From: Daniel Colascione
Subject: Re: [Emacs-diffs] trunk r117002: Correctly treat progn contents as toplevel forms when byte compiling
Date: Tue, 22 Apr 2014 12:08:46 -0700
User-agent: Mozilla/5.0 (X11; Linux x86_64; rv:24.0) Gecko/20100101 Thunderbird/24.4.0

On 04/22/2014 11:37 AM, Stefan Monnier wrote:
>> Nobody is going to write a defmacro at toplevel inside a cl-letf.
> I'm OK with adding a bit of complexity if it removes special cases
> (which my proposal might do, tho I have no experience with it, so maybe
> it'll need horrendous hacks to implement and additionally it will
> introduce new special cases), 

I think it will need horrendous hacks (but maybe I'm wrong).

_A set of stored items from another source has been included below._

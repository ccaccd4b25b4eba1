// SPDX-License-Identifier: MIT OR Apache-2.0
//! OpenTelemetry-style span instrumentation via [`tracing`]. A real OTel
//! exporter layer can subscribe to these spans downstream; this crate only
//! produces them.

use crate::middleware::{Middleware, Next};
use afd_registry::Context;
use afd_result::CommandResult;
use async_trait::async_trait;
use serde_json::Value;
use std::sync::Arc;
use tracing::{field, Instrument};

/// Opens one `command.invoke` span per call, carrying the command name,
/// trace id, and interface as span fields, and records the outcome on
/// completion.
pub struct TracingMiddleware;

#[async_trait]
impl Middleware for TracingMiddleware {
    async fn handle(&self, ctx: Arc<Context>, input: Value, next: Next) -> CommandResult<Value> {
        let command = ctx
            .extensions
            .get("commandName")
            .and_then(Value::as_str)
            .unwrap_or("unknown")
            .to_string();

        let span = tracing::info_span!(
            "command.invoke",
            otel.kind = "internal",
            command = %command,
            trace_id = %ctx.trace_id,
            interface = ctx.interface.as_str(),
            outcome = field::Empty,
        );

        async move {
            let result = next.run(ctx, input).await;
            tracing::Span::current().record("outcome", if result.is_success() { "success" } else { "error" });
            result
        }
        .instrument(span)
        .await
    }

    fn name(&self) -> &'static str {
        "otel-tracing"
    }
}

#[cfg(test)]
mod tests {
    use super::*;
    use afd_registry::{Handler, Interface};
    use afd_result::success;

    #[tokio::test]
    async fn wraps_handler_without_changing_result() {
        let handler: Handler =
            Arc::new(|input, _ctx| Box::pin(async move { success(input) }) as afd_registry::HandlerFuture);
        let chain: Arc<[Arc<dyn Middleware>]> =
            Arc::from(vec![Arc::new(TracingMiddleware) as Arc<dyn Middleware>]);
        let next = Next::new(chain, handler);
        let ctx = Arc::new(Context::new(Interface::Mcp));
        let result = next.run(ctx, serde_json::json!({"x": 1})).await;
        assert_eq!(result.data.unwrap(), serde_json::json!({"x": 1}));
    }
}
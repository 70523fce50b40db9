pub mod bithumb;
pub mod coingecko;
pub mod error;
pub mod fx;
pub mod upbit;

pub use bithumb::BithumbClient;
pub use coingecko::CoinGeckoClient;
pub use error::ExchangeError;
pub use fx::{FxClient, FALLBACK_USD_KRW};
pub use upbit::UpbitClient;

use kc_core::config::AppConfig;

/// One bundle of every upstream client, built from configuration in a single
/// place and shared by the HTTP server, the MCP server and the CLI.
#[derive(Debug, Clone)]
pub struct ExchangeClients {
    pub upbit: UpbitClient,
    pub bithumb: BithumbClient,
    pub coingecko: CoinGeckoClient,
    pub fx: FxClient,
}

impl ExchangeClients {
    pub fn from_config(config: &AppConfig) -> Result<Self, ExchangeError> {
        Ok(Self {
            upbit: UpbitClient::from_config(config)?,
            bithumb: BithumbClient::from_config(config)?,
            coingecko: CoinGeckoClient::from_config(config)?,
            fx: FxClient::from_config(config)?,
        })
    }
}

pub(crate) fn build_http_client(timeout_secs: u64) -> Result<reqwest::Client, ExchangeError> {
    reqwest::Client::builder()
        .user_agent(concat!("korean-crypto/", env!("CARGO_PKG_VERSION")))
        .timeout(std::time::Duration::from_secs(timeout_secs))
        .build()
        .map_err(|err| ExchangeError::Unavailable {
            upstream: "http",
            message: err.to_string(),
        })
}
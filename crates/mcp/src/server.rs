use anyhow::{anyhow, Result};
use rmcp::{
    handler::server::{router::tool::ToolRouter, wrapper::Parameters},
    model::{CallToolResult, Content, ProtocolVersion, ServerCapabilities, ServerInfo},
    tool, tool_handler, tool_router, ErrorData as McpError, ServerHandler, ServiceExt,
};
use serde::Serialize;

use crate::compare::{self, CompareRequest, TopMoversRequest};
use crate::market::{self, CandlesRequest, MarketListRequest, OrderbookRequest, PriceRequest};
use crate::premium::{self, KimchiPremiumRequest};
use kc_exchange::ExchangeClients;

/// Stdio MCP server exposing the Korean crypto tool surface.
///
/// Every tool answers with the operation result as pretty-printed JSON text;
/// operation failures become MCP tool errors instead of crashing the server.
#[derive(Clone)]
pub struct KoreanCryptoServer {
    clients: ExchangeClients,
    tool_router: ToolRouter<Self>,
}

fn to_tool_result<T: Serialize>(result: Result<T>) -> CallToolResult {
    match result {
        Ok(value) => match serde_json::to_string_pretty(&value) {
            Ok(text) => CallToolResult::success(vec![Content::text(text)]),
            Err(err) => CallToolResult::error(vec![Content::text(format!(
                "failed to serialize result: {err}"
            ))]),
        },
        Err(err) => CallToolResult::error(vec![Content::text(format!("{err:#}"))]),
    }
}

#[tool_router]
impl KoreanCryptoServer {
    pub fn new(clients: ExchangeClients) -> Self {
        Self {
            clients,
            tool_router: Self::tool_router(),
        }
    }

    #[tool(
        name = "get_price",
        description = "Current Upbit price for one or more markets, e.g. KRW-BTC or KRW-BTC,KRW-ETH."
    )]
    async fn get_price(
        &self,
        Parameters(request): Parameters<PriceRequest>,
    ) -> Result<CallToolResult, McpError> {
        Ok(to_tool_result(
            market::fetch_price(&self.clients.upbit, &request).await,
        ))
    }

    #[tool(
        name = "get_markets",
        description = "List Upbit markets for a quote currency (KRW / BTC / USDT)."
    )]
    async fn get_markets(
        &self,
        Parameters(request): Parameters<MarketListRequest>,
    ) -> Result<CallToolResult, McpError> {
        Ok(to_tool_result(
            market::fetch_markets(&self.clients.upbit, &request).await,
        ))
    }

    #[tool(
        name = "get_orderbook",
        description = "Top ask/bid levels of the Upbit orderbook for a market, e.g. KRW-BTC."
    )]
    async fn get_orderbook(
        &self,
        Parameters(request): Parameters<OrderbookRequest>,
    ) -> Result<CallToolResult, McpError> {
        Ok(to_tool_result(
            market::fetch_orderbook(&self.clients.upbit, &request).await,
        ))
    }

    #[tool(
        name = "get_candles",
        description = "Upbit OHLC candles. interval: days, weeks, months, minutes/1 .. minutes/240."
    )]
    async fn get_candles(
        &self,
        Parameters(request): Parameters<CandlesRequest>,
    ) -> Result<CallToolResult, McpError> {
        Ok(to_tool_result(
            market::fetch_candles(&self.clients.upbit, &request).await,
        ))
    }

    #[tool(
        name = "get_kimchi_premium",
        description = "Kimchi premium for a coin: Upbit KRW price vs the global USD price converted at the current FX rate."
    )]
    async fn get_kimchi_premium(
        &self,
        Parameters(request): Parameters<KimchiPremiumRequest>,
    ) -> Result<CallToolResult, McpError> {
        Ok(to_tool_result(
            premium::fetch_kimchi_premium(&self.clients, &request).await,
        ))
    }

    #[tool(
        name = "compare_exchanges",
        description = "Compare the price of a coin on Upbit and Bithumb."
    )]
    async fn compare_exchanges(
        &self,
        Parameters(request): Parameters<CompareRequest>,
    ) -> Result<CallToolResult, McpError> {
        Ok(to_tool_result(
            compare::compare_exchanges(&self.clients.upbit, &self.clients.bithumb, &request).await,
        ))
    }

    #[tool(
        name = "get_top_movers",
        description = "Biggest 24h gainers or losers across Upbit KRW markets. direction: up / down."
    )]
    async fn get_top_movers(
        &self,
        Parameters(request): Parameters<TopMoversRequest>,
    ) -> Result<CallToolResult, McpError> {
        Ok(to_tool_result(
            compare::fetch_top_movers(&self.clients.upbit, &request).await,
        ))
    }
}

#[tool_handler]
impl ServerHandler for KoreanCryptoServer {
    fn get_info(&self) -> ServerInfo {
        ServerInfo {
            protocol_version: ProtocolVersion::V_2024_11_05,
            capabilities: ServerCapabilities::builder().enable_tools().build(),
            instructions: Some(
                "Korean crypto market data: Upbit prices, markets, orderbooks and candles, \
                 Upbit/Bithumb comparison, kimchi premium and 24h top movers."
                    .into(),
            ),
            ..ServerInfo::default()
        }
    }
}

impl KoreanCryptoServer {
    /// Run the server over stdio transport and wait until the peer disconnects.
    pub async fn serve_stdio(self) -> Result<()> {
        let service = self
            .serve(rmcp::transport::stdio())
            .await
            .map_err(|err| anyhow!(err))?;

        service.waiting().await.map_err(|err| anyhow!(err))?;

        Ok(())
    }
}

We'd have
to expand macros step-by-step and check recursively for macro-defining
macros, and probably introduce some kind of special alternative defmacro
in the environment, since the normal `defmacro' is itself a macro and
would be hidden by macroexpand. (Imagine a macro that just expands to a
single defmacro --- we'd still want to add that macro to our temporary
environment.) To address this problem, we could merge macroexpand-1
instead, but that's an even bigger change. You also have to worry about
nested macroexpand-all calls, leakage between defuns, and so on. There
are interesting corner cases too: what about (progn (and nil (defmacro
foo () ...)) (foo))?

The current code works, solves a real problem, matches many other lisp
implementations, and has automated tests. It doesn't affect (and slow)
every macro expansion everywhere.

> but the CL semantics adds complexity
> without really removing special cases: it just moves the "special case
> boundary" elsewhere.  And I don't like it for that reason.
> It's a question of taste, to a large extent, hence the bikeshedding.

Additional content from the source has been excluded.